▸ THE TASK
Every line of the data, first to last, must be written out unchanged.

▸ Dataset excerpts
==========

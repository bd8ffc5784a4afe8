//! Error types for tola-reconcile.
//!
//! Every variant is an invariant violation raised by tree construction or call
//! ordering upstream of the reconciler. None of them is retried: reconciliation
//! is deterministic, so a retry would hit the same condition again.

use thiserror::Error;

use crate::node::NodeKind;

/// Errors that can occur while mounting, patching or destroying a tree.
#[derive(Debug, Error, Clone, PartialEq, Eq)]
pub enum ReconcileError {
    /// A node expected to be mounted has no host handle
    #[error("{kind} node is not mounted")]
    NotMounted {
        /// Kind of the offending node
        kind: NodeKind,
    },

    /// A node was mounted twice without being destroyed in between
    #[error("{kind} node is already mounted")]
    AlreadyMounted {
        /// Kind of the offending node
        kind: NodeKind,
    },

    /// Patch recursion went deeper than the configured limit
    #[error("patch depth limit exceeded: {depth} > {limit}")]
    DepthExceeded {
        /// Depth reached
        depth: usize,
        /// Configured limit
        limit: usize,
    },
}

/// Result type alias for reconciliation operations.
pub type ReconcileResult<T> = Result<T, ReconcileError>;

impl ReconcileError {
    /// Create a not-mounted error for a node kind.
    pub fn not_mounted(kind: NodeKind) -> Self {
        Self::NotMounted { kind }
    }

    /// Create an already-mounted error for a node kind.
    pub fn already_mounted(kind: NodeKind) -> Self {
        Self::AlreadyMounted { kind }
    }
}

==========

▸ SOLUTION
repository bd8ffc5784a4afe8
//! Error types for tola-reconcile.
//!
//! Every variant is an invariant violation raised by tree construction or call
//! ordering upstream of the reconciler. None of them is retried: reconciliation
//! is deterministic, so a retry would hit the same condition again.

use thiserror::Error;

use crate::node::NodeKind;

/// Errors that can occur while mounting, patching or destroying a tree.
#[derive(Debug, Error, Clone, PartialEq, Eq)]
pub enum ReconcileError {
    /// A node expected to be mounted has no host handle
    #[error("{kind} node is not mounted")]
    NotMounted {
        /// Kind of the offending node
        kind: NodeKind,
    },

    /// A node was mounted twice without being destroyed in between
    #[error("{kind} node is already mounted")]
    AlreadyMounted {
        /// Kind of the offending node
        kind: NodeKind,
    },

    /// Patch recursion went deeper than the configured limit
    #[error("patch depth limit exceeded: {depth} > {limit}")]
    DepthExceeded {
        /// Depth reached
        depth: usize,
        /// Configured limit
        limit: usize,
    },
}

/// Result type alias for reconciliation operations.
pub type ReconcileResult<T> = Result<T, ReconcileError>;

impl ReconcileError {
    /// Create a not-mounted error for a node kind.
    pub fn not_mounted(kind: NodeKind) -> Self {
        Self::NotMounted { kind }
    }

    /// Create an already-mounted error for a node kind.
    pub fn already_mounted(kind: NodeKind) -> Self {
        Self::AlreadyMounted { kind }
    }
}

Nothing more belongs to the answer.